Am Übergang vom Mittelalter zur Neuzeit erweiterte sich die Perspektive auf die ganze Welt. Europäer bereisten, vermaßen und kartierten den Globus und überzogen ihn mit einem europäischen Normensystem, das noch heute in vielfältiger Weise wirksam ist. Die Welt diente ihnen aber auch als Spiegel, vor dem sie sich neu definierten und weiterentwickelten, mit Auswirkungen auch auf die überseeischen Zivilisationen. Heute werden etwa 90% der Welthandelsgüter über das Meer transportiert. Der Wohlstand Europas ist fest an die Freiheit der Meere geknüpft. Und nachdem der Mensch lange allzu sorglos mit dem Meer als Ökosystem umgegangen ist, beginnt die Erkenntnis zu reifen, dass unser aller Zukunft vom Meer abhängt.

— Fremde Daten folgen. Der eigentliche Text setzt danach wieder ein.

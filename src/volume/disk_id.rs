//! Disk-ID generation by rejection sampling (spec §4.F `make_disk`:
//! "generate a random 32-bit disk ID, resampling on collision with any ID
//! already assigned to a volume in this run").

use std::collections::HashSet;

use color_eyre::{eyre::eyre, Result};
use rand::RngCore;

use crate::error::KilnError;

const MAX_ATTEMPTS: u32 = 10;

/// Sample a non-zero `u32` not already present in `excluded`.
///
/// # Errors
/// [`KilnError::RandomnessExhausted`] if `MAX_ATTEMPTS` resamples all
/// collide — in practice only reachable when `excluded` is enormous.
pub fn generate<R: RngCore>(rng: &mut R, excluded: &HashSet<u32>) -> Result<u32> {
	for attempt in 1..=MAX_ATTEMPTS {
		let candidate = rng.next_u32();
		if candidate != 0 && !excluded.contains(&candidate) {
			return Ok(candidate);
		}
		let _ = attempt;
	}
	Err(eyre!(KilnError::RandomnessExhausted { attempts: MAX_ATTEMPTS }))
}

#[cfg(test)]
mod tests {
	use super::*;

	struct Scripted(Vec<u32>);
	impl RngCore for Scripted {
		fn next_u32(&mut self) -> u32 {
			self.0.remove(0)
		}
		fn next_u64(&mut self) -> u64 {
			u64::from(self.next_u32())
		}
		fn fill_bytes(&mut self, dest: &mut [u8]) {
			dest.fill(0);
		}
		fn try_fill_bytes(&mut self, dest: &mut [u8]) -> Result<(), rand::Error> {
			self.fill_bytes(dest);
			Ok(())
		}
	}

	#[test]
	fn resamples_past_a_collision() {
		let mut rng = Scripted(vec![5, 5, 7]);
		let mut excluded = HashSet::new();
		excluded.insert(5);
		let id = generate(&mut rng, &excluded).unwrap();
		assert_eq!(id, 7);
	}

	#[test]
	fn rejects_zero() {
		let mut rng = Scripted(vec![0, 9]);
		let id = generate(&mut rng, &HashSet::new()).unwrap();
		assert_eq!(id, 9);
	}

	#[test]
	fn exhaustion_is_reported() {
		let mut rng = Scripted(vec![3; 10]);
		let mut excluded = HashSet::new();
		excluded.insert(3);
		assert!(generate(&mut rng, &excluded).is_err());
	}
}
//! Entry point — wiring mirrors the teacher's `main.rs`: `dotenvy` for local
//! `.env` overrides, a `tracing-subscriber` `EnvFilter` driven by an
//! app-specific env var (`KATSU_LOG` there, `KILN_LOG` here), a `sudo`
//! escalation check before any privileged chroot/loop-device work, then
//! `clap`-driven dispatch into the staged engine.

mod cli;
mod engine;
mod error;
mod manifest;
mod model;
mod process;
mod rootfs;
mod tools;
mod volume;
mod workspace;

use clap::Parser;
use cli::{ClassicArgs, CommonArgs, KilnCli, KilnCommand, SnapArgs};
use color_eyre::Result;
use model::ImageDefinition;
use tracing_subscriber::EnvFilter;

fn main() -> Result<()> {
	color_eyre::install()?;
	dotenvy::dotenv().ok();

	tracing_subscriber::fmt()
		.with_env_filter(EnvFilter::try_from_env("KILN_LOG").unwrap_or_else(|_| EnvFilter::new("info")))
		.init();

	sudo::escalate_if_needed().map_err(|e| color_eyre::eyre::eyre!(e.to_string()))?;

	let cli = KilnCli::parse();
	match cli.command {
		KilnCommand::Classic(args) => run_classic(args),
		KilnCommand::Snap(args) => run_snap(args),
	}
}

fn run_classic(args: ClassicArgs) -> Result<()> {
	let image = ImageDefinition::load(&args.manifest)?;
	let flags = engine_flags(&args.common);
	run(flags, image)
}

fn run_snap(args: SnapArgs) -> Result<()> {
	let mut image = ImageDefinition::load(&args.manifest)?;
	let snaps = args.snaps.iter().map(|s| cli::parse_snap_flag(s)).collect();
	rootfs::snaps::merge_cli_snaps(&mut image, snaps);
	let flags = engine_flags(&args.common);
	run(flags, image)
}

fn engine_flags(common: &CommonArgs) -> engine::EngineFlags {
	engine::EngineFlags {
		workdir: common.workdir.clone(),
		output_dir: common.output_dir.clone(),
		until: common.until.clone(),
		thru: common.thru.clone(),
		resume: common.resume,
		debug: common.debug,
		verbose: common.verbose,
		quiet: common.quiet,
		sector_size: common.sector_size,
	}
}

fn run(flags: engine::EngineFlags, image: ImageDefinition) -> Result<()> {
	let mut eng = engine::Engine::setup(flags, image)?;
	let outcome = eng.run();
	match outcome {
		Ok(()) => {
			eng.teardown();
			Ok(())
		},
		Err(e) => {
			tracing::warn!(workspace = %eng.ctx.workspace.root().display(), "build failed; workspace left intact for --resume");
			Err(e)
		},
	}
}
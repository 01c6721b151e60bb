//! `germinate` facade — resolves a seed list to a flat package list (spec
//! §4.E step 1, `germinate`). Grounded in the teacher's `dnf` root builder
//! shelling out to a package-resolution tool and parsing its plain-text
//! output (`cfg/manifest.rs`'s `DnfRootBuilder`).

use std::path::Path;

use color_eyre::{eyre::eyre, Result};

use crate::error::KilnError;
use crate::model::SeedSpec;
use crate::process::{command_in, ProcessRunner};

/// Run germinate against `seed` in `scratch/germinate` and return the
/// deduplicated package list it resolved, read back from its
/// `<seed-name>.seed.depends`-style output.
///
/// # Errors
/// [`KilnError::ToolFailure`] on a non-zero germinate exit, or
/// [`KilnError::ContentMissing`] if the expected output file is absent.
pub fn resolve(
	runner: &ProcessRunner,
	scratch: &Path,
	arch: &str,
	series: &str,
	mirror: &str,
	components: &[String],
	flavor: Option<&str>,
	seed: &SeedSpec,
) -> Result<Vec<String>> {
	let germinate_dir = scratch.join("germinate");
	std::fs::create_dir_all(&germinate_dir).map_err(|source| KilnError::WorkspaceIo { path: germinate_dir.clone(), source })?;

	let mut args = vec![
		format!("--mirror={mirror}"),
		format!("--arch={arch}"),
		format!("--dist={series}"),
		format!("--seed-source={}", seed.urls.join(",")),
		format!("--seed-dist={}", seed_dist(flavor, &seed.branch)),
		"--no-rdepends".to_owned(),
	];
	if let Some(vcs) = &seed.vcs {
		args.push(format!("--vcs={vcs}"));
	}
	if !components.is_empty() {
		args.push(format!("--components={}", components.join(",")));
	}
	args.extend(seed.names.iter().cloned());
	runner.run(command_in("germinate", &germinate_dir, args))?;

	let mut packages = Vec::new();
	for name in &seed.names {
		let path = germinate_dir.join(format!("{name}.seed"));
		let text = std::fs::read_to_string(&path)
			.map_err(|_| eyre!(KilnError::ContentMissing(path.display().to_string())))?;
		packages.extend(
			text.lines()
				.filter(|l| !l.starts_with('#') && !l.trim().is_empty())
				.map(|l| l.split_whitespace().next().unwrap_or(l).to_owned()),
		);
	}
	packages.sort();
	packages.dedup();
	Ok(packages)
}

/// `--seed-dist F[.Branch]` — dot the flavor onto the branch when the
/// manifest names one, otherwise fall back to the bare branch.
fn seed_dist(flavor: Option<&str>, branch: &str) -> String {
	flavor.map_or_else(|| branch.to_owned(), |flavor| format!("{flavor}.{branch}"))
}

#[cfg(test)]
mod tests {
	use super::*;

	#[test]
	fn seed_dist_dots_flavor_onto_branch() {
		assert_eq!(seed_dist(Some("ubuntu"), "jammy"), "ubuntu.jammy");
	}

	#[test]
	fn seed_dist_falls_back_to_bare_branch_without_a_flavor() {
		assert_eq!(seed_dist(None, "jammy"), "jammy");
	}
}
//! `customize_cloud_init` — spec §4.E step: drop `user-data`/`meta-data`
//! into `/var/lib/cloud/seed/nocloud` inside the chroot so first boot
//! applies them via the NoCloud datasource.

use color_eyre::Result;
use tracing::info;

use crate::engine::Context;
use crate::error::KilnError;

/// # Errors
/// [`KilnError::WorkspaceIo`] if the seed files can't be written.
pub fn customize_cloud_init(ctx: &mut Context) -> Result<()> {
	let chroot = ctx.workspace.sub_dir("chroot")?;
	let Some(customization) = &ctx.image.customization else { return Ok(()) };
	let Some(cloud_init) = &customization.cloud_init else { return Ok(()) };

	let seed_dir = chroot.join("var/lib/cloud/seed/nocloud");
	std::fs::create_dir_all(&seed_dir).map_err(|source| KilnError::WorkspaceIo { path: seed_dir.clone(), source })?;

	if let Some(user_data) = &cloud_init.user_data {
		let path = seed_dir.join("user-data");
		std::fs::write(&path, user_data).map_err(|source| KilnError::WorkspaceIo { path, source })?;
	}
	if let Some(meta_data) = &cloud_init.meta_data {
		let path = seed_dir.join("meta-data");
		std::fs::write(&path, meta_data).map_err(|source| KilnError::WorkspaceIo { path, source })?;
	} else {
		let path = seed_dir.join("meta-data");
		std::fs::write(&path, "").map_err(|source| KilnError::WorkspaceIo { path, source })?;
	}
	info!(seed_dir = %seed_dir.display(), "cloud-init NoCloud seed written");
	Ok(())
}
//! `customize_fstab` — spec §4.E step, grounded in the teacher's
//! `PartitionLayout::fstab` (`cfg/partition.rs`), which renders
//! `LABEL=<x> <mount> <fstype> <options> <dump> <fsck>` lines. Here the
//! entries come from the manifest's `customization.fstab` list instead of
//! being derived from the partition table.

use color_eyre::Result;
use tracing::info;

use crate::engine::Context;
use crate::error::KilnError;
use crate::model::FstabEntry;

fn render(entry: &FstabEntry) -> String {
	format!(
		"LABEL={}\t{}\t{}\t{}\t{}\t{}\n",
		entry.label,
		entry.mount,
		entry.fstype,
		entry.options,
		u8::from(entry.dump),
		entry.fsck_order
	)
}

/// # Errors
/// [`KilnError::WorkspaceIo`] if `/etc/fstab` can't be appended to.
pub fn customize_fstab(ctx: &mut Context) -> Result<()> {
	let chroot = ctx.workspace.sub_dir("chroot")?;
	let Some(customization) = &ctx.image.customization else { return Ok(()) };
	if customization.fstab.is_empty() {
		return Ok(());
	}

	let path = chroot.join("etc/fstab");
	let mut existing = std::fs::read_to_string(&path).unwrap_or_default();
	for entry in &customization.fstab {
		existing.push_str(&render(entry));
	}
	std::fs::write(&path, existing).map_err(|source| KilnError::WorkspaceIo { path, source })?;
	info!(count = customization.fstab.len(), "fstab entries written");
	Ok(())
}

#[cfg(test)]
mod tests {
	use super::*;

	#[test]
	fn renders_canonical_fstab_line() {
		let entry = FstabEntry {
			label: "writable".to_owned(),
			mount: "/".to_owned(),
			fstype: "ext4".to_owned(),
			options: "defaults".to_owned(),
			dump: false,
			fsck_order: 1,
		};
		assert_eq!(render(&entry), "LABEL=writable\t/\text4\tdefaults\t0\t1\n");
	}
}
//! Gadget metadata: volumes keyed by name, each with an ordered list of
//! structures (spec §3, `GadgetInfo`/`Volume`/`VolumeStructure`).
//!
//! `PartitionType`/`PartitionFlag` in the teacher's `cfg::partition` are the
//! direct ancestor of [`StructureType`] here, generalized from "always a GPT
//! discoverable-partition GUID" to the spec's MBR-hex/GPT-GUID/bare/hybrid
//! union.

use std::fmt;

use bytesize::ByteSize;
use color_eyre::{eyre::eyre, Result};
use indexmap::IndexMap;
use serde::{de, Deserialize, Deserializer, Serialize};

use crate::error::KilnError;

#[derive(Deserialize, Debug, Clone, Serialize, PartialEq, Eq)]
#[serde(rename_all = "lowercase")]
pub enum Schema {
	Gpt,
	Mbr,
}

#[derive(Deserialize, Debug, Clone, Serialize, PartialEq, Eq)]
#[serde(rename_all = "lowercase")]
pub enum Bootloader {
	Grub,
	#[serde(rename = "u-boot")]
	UBoot,
	Piboot,
	Lk,
}

#[derive(Debug, Clone, Serialize, PartialEq, Eq, Default)]
pub enum StructureRole {
	#[default]
	None,
	Mbr,
	SystemBoot,
	SystemData,
	SystemSeed,
	SystemSave,
}

impl<'de> Deserialize<'de> for StructureRole {
	fn deserialize<D: Deserializer<'de>>(d: D) -> std::result::Result<Self, D::Error> {
		let s = String::deserialize(d)?;
		Ok(match s.as_str() {
			"" => Self::None,
			"mbr" => Self::Mbr,
			"system-boot" => Self::SystemBoot,
			"system-data" => Self::SystemData,
			"system-seed" => Self::SystemSeed,
			"system-save" => Self::SystemSave,
			other => return Err(de::Error::custom(format!("unknown structure role `{other}`"))),
		})
	}
}

impl Serialize for StructureRole {
	fn serialize<S: serde::Serializer>(&self, s: S) -> std::result::Result<S::Ok, S::Error> {
		s.serialize_str(match self {
			Self::None => "",
			Self::Mbr => "mbr",
			Self::SystemBoot => "system-boot",
			Self::SystemData => "system-data",
			Self::SystemSeed => "system-seed",
			Self::SystemSave => "system-save",
		})
	}
}

/// A structure's partition-type designator: an MBR hex byte, a GPT GUID, the
/// literal `bare` (no partition-table entry at all), or a hybrid `"a,b"` pair
/// (`a` used on MBR, `b` used on GPT).
#[derive(Debug, Clone, PartialEq, Eq)]
pub enum StructureType {
	Bare,
	MbrHex(u8),
	Guid(String),
	Hybrid { mbr: u8, gpt: String },
}

impl StructureType {
	/// # Errors
	/// Fails if `schema` requires a representation this structure type
	/// doesn't carry (e.g. an MBR-only hex byte inside a GPT volume).
	pub fn for_schema(&self, schema: &Schema) -> Result<PartitionTypeTag> {
		match (self, schema) {
			(Self::Bare, _) => Ok(PartitionTypeTag::None),
			(Self::MbrHex(b), Schema::Mbr) => Ok(PartitionTypeTag::MbrHex(*b)),
			(Self::Guid(g), Schema::Gpt) => Ok(PartitionTypeTag::Guid(g.clone())),
			(Self::Hybrid { mbr, .. }, Schema::Mbr) => Ok(PartitionTypeTag::MbrHex(*mbr)),
			(Self::Hybrid { gpt, .. }, Schema::Gpt) => Ok(PartitionTypeTag::Guid(gpt.clone())),
			(Self::MbrHex(_), Schema::Gpt) | (Self::Guid(_), Schema::Mbr) => {
				Err(eyre!(KilnError::GeometryViolation {
					structure: "<structure>".to_owned(),
					reason: format!("type {self:?} is not valid for schema {schema:?}"),
				}))
			},
		}
	}
}

#[derive(Debug, Clone, PartialEq, Eq)]
pub enum PartitionTypeTag {
	None,
	MbrHex(u8),
	Guid(String),
}

fn parse_hex_byte(s: &str) -> Option<u8> {
	u8::from_str_radix(s.trim_start_matches("0x"), 16).ok()
}

impl<'de> Deserialize<'de> for StructureType {
	fn deserialize<D: Deserializer<'de>>(d: D) -> std::result::Result<Self, D::Error> {
		let s = String::deserialize(d)?;
		if s == "bare" {
			return Ok(Self::Bare);
		}
		if let Some((a, b)) = s.split_once(',') {
			let mbr = parse_hex_byte(a)
				.ok_or_else(|| de::Error::custom(format!("invalid MBR hex type `{a}` in hybrid `{s}`")))?;
			return Ok(Self::Hybrid { mbr, gpt: b.to_owned() });
		}
		// Two hex digits with no GUID dashes => MBR byte; otherwise treat as a GUID.
		if s.len() == 2 && !s.contains('-') {
			if let Some(b) = parse_hex_byte(&s) {
				return Ok(Self::MbrHex(b));
			}
		}
		Ok(Self::Guid(s))
	}
}

impl Serialize for StructureType {
	fn serialize<S: serde::Serializer>(&self, s: S) -> std::result::Result<S::Ok, S::Error> {
		let rendered = match self {
			Self::Bare => "bare".to_owned(),
			Self::MbrHex(b) => format!("{b:02X}"),
			Self::Guid(g) => g.clone(),
			Self::Hybrid { mbr, gpt } => format!("{mbr:02X},{gpt}"),
		};
		s.serialize_str(&rendered)
	}
}

impl fmt::Display for StructureType {
	fn fmt(&self, f: &mut fmt::Formatter<'_>) -> fmt::Result {
		match self {
			Self::Bare => write!(f, "bare"),
			Self::MbrHex(b) => write!(f, "{b:02X}"),
			Self::Guid(g) => write!(f, "{g}"),
			Self::Hybrid { mbr, gpt } => write!(f, "{mbr:02X},{gpt}"),
		}
	}
}

#[derive(Deserialize, Debug, Clone, Serialize)]
pub struct OffsetWrite {
	#[serde(default)]
	pub relative_to: Option<String>,
	pub offset: u64,
}

#[derive(Deserialize, Debug, Clone, Serialize)]
pub struct Content {
	/// Raw-content form: a whole image file dropped at `offset`.
	#[serde(default)]
	pub image: Option<String>,
	/// Filesystem-content form: a source tree entry copied to `target`.
	#[serde(default)]
	pub source: Option<String>,
	#[serde(default)]
	pub target: Option<String>,
	#[serde(default)]
	pub offset: Option<u64>,
	#[serde(default)]
	pub size: Option<ByteSize>,
}

#[derive(Deserialize, Debug, Clone, Serialize)]
pub struct VolumeStructure {
	pub name: String,
	#[serde(default)]
	pub role: StructureRole,
	#[serde(rename = "type")]
	pub structure_type: StructureType,
	#[serde(default)]
	pub offset: Option<u64>,
	#[serde(default)]
	pub offset_write: Option<OffsetWrite>,
	pub size: ByteSize,
	#[serde(default)]
	pub filesystem: String,
	#[serde(default)]
	pub label: String,
	#[serde(default)]
	pub content: Vec<Content>,
}

impl VolumeStructure {
	#[must_use]
	pub fn is_raw(&self) -> bool {
		self.filesystem.is_empty()
	}

	#[must_use]
	pub fn is_seeded_system_partition(&self) -> bool {
		matches!(
			self.role,
			StructureRole::SystemBoot
				| StructureRole::SystemData
				| StructureRole::SystemSave
				| StructureRole::SystemSeed
		) || self.label == "system-boot"
	}

	#[must_use]
	pub fn excluded_from_table(&self) -> bool {
		matches!(self.role, StructureRole::Mbr) || matches!(self.structure_type, StructureType::Bare)
	}
}

#[derive(Deserialize, Debug, Clone, Serialize)]
pub struct Volume {
	pub schema: Schema,
	pub bootloader: Bootloader,
	#[serde(default)]
	pub structure: Vec<VolumeStructure>,
}

impl Volume {
	/// Structures in ascending-offset order (spec invariant: "structures are
	/// ordered by offset").
	#[must_use]
	pub fn ordered_structures(&self) -> Vec<&VolumeStructure> {
		let mut v: Vec<&VolumeStructure> = self.structure.iter().collect();
		v.sort_by_key(|s| s.offset.unwrap_or(0));
		v
	}

	/// Sum of every structure's declared size — the precondition for
	/// `make_disk` (spec §4.F "calculateImageSize").
	#[must_use]
	pub fn calculate_image_size(&self) -> u64 {
		self.structure.iter().map(|s| s.size.as_u64()).sum()
	}
}

/// Volumes in declaration order, matching the teacher's `IndexMap`-based
/// priority+needs script DAG (`builder.rs`): gadget.yaml's first volume is
/// the one `update_grub` and friends treat as primary, so insertion order
/// (not lexical order) has to survive parsing.
#[derive(Deserialize, Debug, Clone, Serialize, Default)]
pub struct GadgetInfo {
	#[serde(flatten)]
	pub volumes: IndexMap<String, Volume>,
}

impl GadgetInfo {
	/// # Errors
	/// [`KilnError::SchemaError`] on malformed YAML.
	pub fn parse(yaml: &str) -> Result<Self> {
		serde_yaml::from_str(yaml).map_err(|e| eyre!(KilnError::SchemaError(e.to_string())))
	}
}

#[cfg(test)]
mod tests {
	use super::*;

	const SAMPLE: &str = r"
pc:
  schema: gpt
  bootloader: grub
  structure:
    - name: mbr
      role: mbr
      type: mbr
      size: 440
      offset: 0
    - name: bios-boot
      type: '21686148-6449-6E6F-744E-656564454649'
      size: 1048576
      offset: 1048576
    - name: efi
      role: system-boot
      type: 'C12A7328-F81F-11D2-BA4B-00A0C93EC93B'
      filesystem: vfat
      label: system-boot
      size: 536870912
      offset: 2097152
";

	#[test]
	fn parses_and_orders_by_offset() {
		let gi = GadgetInfo::parse(SAMPLE).unwrap();
		let pc = &gi.volumes["pc"];
		let ordered = pc.ordered_structures();
		assert_eq!(ordered[0].name, "mbr");
		assert_eq!(ordered[1].name, "bios-boot");
		assert_eq!(ordered[2].name, "efi");
	}

	#[test]
	fn mbr_role_is_excluded_from_table() {
		let gi = GadgetInfo::parse(SAMPLE).unwrap();
		let mbr = &gi.volumes["pc"].structure[0];
		assert!(mbr.excluded_from_table());
	}

	#[test]
	fn hybrid_type_splits_by_schema() {
		let hybrid = StructureType::Hybrid { mbr: 0x83, gpt: "0FC63DAF-8483-4772-8E79-3D69D8477DE4".to_owned() };
		assert_eq!(hybrid.for_schema(&Schema::Mbr).unwrap(), PartitionTypeTag::MbrHex(0x83));
		assert_eq!(
			hybrid.for_schema(&Schema::Gpt).unwrap(),
			PartitionTypeTag::Guid("0FC63DAF-8483-4772-8E79-3D69D8477DE4".to_owned())
		);
	}

	#[test]
	fn hybrid_parses_from_combined_string() {
		let ty: StructureType = serde_yaml::from_str("\"83,0FC63DAF-8483-4772-8E79-3D69D8477DE4\"").unwrap();
		assert_eq!(ty, StructureType::Hybrid { mbr: 0x83, gpt: "0FC63DAF-8483-4772-8E79-3D69D8477DE4".to_owned() });
	}

	#[test]
	fn calculate_image_size_sums_structures() {
		let gi = GadgetInfo::parse(SAMPLE).unwrap();
		assert_eq!(gi.volumes["pc"].calculate_image_size(), 440 + 1_048_576 + 536_870_912);
	}
}
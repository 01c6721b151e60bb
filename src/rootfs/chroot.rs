//! Alternative rootfs-materialization steps: debootstrap a fresh chroot, or
//! unpack a prebuilt tarball directly (spec §4.D rootfs-source branching).

use color_eyre::Result;
use tracing::info;

use crate::engine::Context;
use crate::error::KilnError;
use crate::process::command;
use crate::tools::debootstrap;

/// `create_chroot` — debootstrap the series into `chroot/` (used for the
/// `seed` and `archive-tasks` rootfs sources), then rewrite `sources.list`
/// with the pockets the series actually needs (spec §4.E step 3).
///
/// # Errors
/// Propagates [`crate::error::KilnError::ToolFailure`].
pub fn create_chroot(ctx: &mut Context) -> Result<()> {
	let chroot = ctx.workspace.sub_dir("chroot")?;
	let has_ppas = ctx.image.customization.as_ref().is_some_and(|c| !c.extra_ppas.is_empty());
	debootstrap::bootstrap(
		&ctx.runner,
		&ctx.image.architecture,
		&ctx.image.series,
		&ctx.image.rootfs.mirror,
		&ctx.image.rootfs.components,
		has_ppas,
		&chroot,
	)?;
	write_sources_list(&chroot, &ctx.image.series, &ctx.image.rootfs.mirror, &ctx.image.rootfs.components, &ctx.image.rootfs.pocket)?;
	info!(chroot = %chroot.display(), "chroot created");
	Ok(())
}

/// Add `-updates` and `-security` pocket entries, plus `-proposed` when
/// `pocket` is `proposed` or `release` (spec §4.E step 3).
fn write_sources_list(chroot: &std::path::Path, series: &str, mirror: &str, components: &[String], pocket: &str) -> Result<()> {
	let components = if components.is_empty() { "main".to_owned() } else { components.join(" ") };
	let mut pockets = vec![series.to_owned(), format!("{series}-updates"), format!("{series}-security")];
	if matches!(pocket, "proposed" | "release") {
		pockets.push(format!("{series}-proposed"));
	}

	let mut text = String::new();
	for suite in &pockets {
		text.push_str(&format!("deb {mirror} {suite} {components}\n"));
	}

	let path = chroot.join("etc/apt/sources.list");
	std::fs::write(&path, text).map_err(|source| KilnError::WorkspaceIo { path, source })
}

/// `extract_rootfs_tar` — unpack the tarball source directly into `chroot/`
/// (spec §4.E: "for a tarball source there is no debootstrap step").
///
/// # Errors
/// Propagates tool-failure errors.
pub fn extract_rootfs_tar(ctx: &mut Context) -> Result<()> {
	let chroot = ctx.workspace.sub_dir("chroot")?;
	let tarball = ctx
		.image
		.rootfs
		.tarball
		.as_ref()
		.ok_or_else(|| color_eyre::eyre::eyre!(KilnError::ContentMissing("rootfs.tarball".to_owned())))?;

	let local = ctx.workspace.sub_dir("scratch")?.join("rootfs.tar");
	ctx.runner.run(command(
		"curl",
		["-fsSL".to_owned(), "-o".to_owned(), local.display().to_string(), tarball.url.clone()],
	))?;
	if let Some(sha256) = &tarball.sha256 {
		let sum = ctx.runner.run_stdout(command("sha256sum", [local.display().to_string()]))?;
		let actual = sum.split_whitespace().next().unwrap_or_default();
		if actual != sha256 {
			return Err(color_eyre::eyre::eyre!(KilnError::DomainRule {
				field: "rootfs.tarball.sha256".to_owned(),
				reason: format!("checksum mismatch: expected {sha256}, got {actual}"),
			}));
		}
	}
	ctx.runner.run(command(
		"tar",
		["-xpf".to_owned(), local.display().to_string(), "-C".to_owned(), chroot.display().to_string()],
	))?;
	info!(chroot = %chroot.display(), "rootfs tarball extracted");
	Ok(())
}
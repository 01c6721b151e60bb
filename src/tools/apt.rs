//! `apt-get`/`chroot` facade for package installation inside a staged rootfs
//! (spec §4.E steps 3 and 7, `install_packages`/`install_extra_packages`).

use std::path::Path;

use color_eyre::Result;

use crate::process::{command, ProcessRunner};

/// `chroot <root> apt-get update`.
///
/// # Errors
/// Propagates tool-failure errors.
pub fn update(runner: &ProcessRunner, root: &Path) -> Result<()> {
	runner.run(command("chroot", [root.display().to_string(), "apt-get".into(), "update".into()]))?;
	Ok(())
}

/// `chroot <root> apt-get install -y <packages...>`, noop on an empty list.
///
/// # Errors
/// Propagates tool-failure errors.
pub fn install(runner: &ProcessRunner, root: &Path, packages: &[String]) -> Result<()> {
	if packages.is_empty() {
		return Ok(());
	}
	let mut args = vec![root.display().to_string(), "apt-get".into(), "install".into(), "-y".into()];
	args.extend(packages.iter().cloned());
	runner.run(command("chroot", args))?;
	Ok(())
}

Die Ausstellung soll erstmals umfassend und in epochenübergreifendem Rahmen zeigen, welche Bedeutung das Meer für die Entwicklung der europäischen Zivilisation und das Zusammenwachsen Europas besitzt. Beleuchtet werden dabei verschiedenste Themenkomplexe, die vom Mythos über Schiffbau und Seefahrt, Krieg über See, Entdeckungen, Kulturtransfer, Sklaverei, Migration, Handel, Ressourcen und Umwelt, Forschung und Wissen bis zu transkulturellen Begegnungen und Tourismus reichen.